AI Geekly
Posts
AI Geekly: A Wave, A Horse, and A Cloud

AI Geekly: A Wave, A Horse, and A Cloud

Enterprise AI solutions firm up

Brodie Woods
September 23, 2024

Welcome back to the AI Geekly, by Brodie Woods, brought to you by usurper.ai. This week we bring you yet another week of fast-paced AI developments packaged neatly in a 5 minute(ish) read.

TL;DR Clippy Rides Wave 2; A “Qwenstion” of Trust; On LlamaCloud Nine

This week we have a host of AI news updates from the likes of Microsoft, Alibaba, and LlamaIndex. This week’s issue is a little more geared towards our enterprise readers as the updates this week are firmly focused on the world of “how do we use AI to actually make money?” To start, Microsoft announced the largest update to its Microsoft 365 Copilot offering yet, addressing several of the pain points that have slowed adoption of its tools in corporate environments —we’ll tell you if we think they’re on the right track. Next, we look at a pile of new models from Alibaba as part of its Qwen family of open-source models. While Alibaba is quick to play-up its love of open source, we question the company’s motives and how much control the Chinese government exercises over the company’s AI aspirations… There may be something nefarious inside. Finally, we look at LlamaIndex’s improvements to LlamaCloud that make its enterprise-focused data retrieval pipeline tool much more useful by processing data beyond simple text. Read on below!

Satya Doubles Down
Microsoft announces Copilot “Wave 2” with host of new features

What it is: Microsoft is expanding its AI-powered Copilot platform with a suite of new features and enhancements across its Microsoft 365 product line (formerly Office). Dubbed "Wave 2," this update introduces Copilot Pages – a collaborative AI-powered workspace, significant improvements to Copilot integration within existing Microsoft 365 apps (Excel, PowerPoint, Teams, Outlook, and Word), and the release of Copilot agents designed to automate business processes. The Copilot agents function very similar to the custom GPTs released as part of ChatGPT many months ago, but with permission-based access to company data collateral (a must for enterprise customers).

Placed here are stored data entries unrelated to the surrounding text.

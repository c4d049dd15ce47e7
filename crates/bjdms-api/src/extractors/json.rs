//! JSON body extractor that also runs `validator` rules.

use axum::Json;
use axum::extract::{FromRequest, Request};
use serde::de::DeserializeOwned;
use validator::Validate;

use bjdms_core::error::AppError;

use crate::error::ApiError;

/// Deserialized and validated JSON request body.
#[derive(Debug, Clone)]
pub struct ValidatedJson<T>(pub T);

impl<S, T> FromRequest<S> for ValidatedJson<T>
where
    S: Send + Sync,
    T: DeserializeOwned + Validate,
{
    type Rejection = ApiError;

    async fn from_request(req: Request, state: &S) -> Result<Self, Self::Rejection> {
        let Json(value) = Json::<T>::from_request(req, state)
            .await
            .map_err(|e| {
                tracing::debug!(error = %e, "Rejected request body");
                AppError::validation("Invalid request body")
            })?;

        value.validate().map_err(|e| AppError::validation(first_message(&e)))?;
        Ok(Self(value))
    }
}

fn first_message(errors: &validator::ValidationErrors) -> String {
    errors
        .field_errors()
        .values()
        .flat_map(|errs| errs.iter())
        .find_map(|e| e.message.as_ref().map(|m| m.to_string()))
        .unwrap_or_else(|| "Validation failed".to_string())
}
//! Session liveness and revocation markers.

pub mod store;

pub use store::SessionStore;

What it means: This Copilot refresh comes at a critical time. As investors continue to question the return on billions of dollars poured into Generative AI, by MSFT in particular, and as recent media coverage of M365 Copilot has highlighted many of its shortcomings —the Windows maker needs a win. This update may very well be that. From the demos we’ve seen, the enhanced functionality built into Excel, PowerPoint and Outlook seem to resolve several of the limitations driving user complaints. For instance, in PowerPoint users now have finer-grained control of slide generation, no longer bound to whatever nonsense the AI spins-up based on a singular prompt, the process is now a much-needed back-and-forth conversation between the human and Copilot and even generates decks in the company’s slide template format!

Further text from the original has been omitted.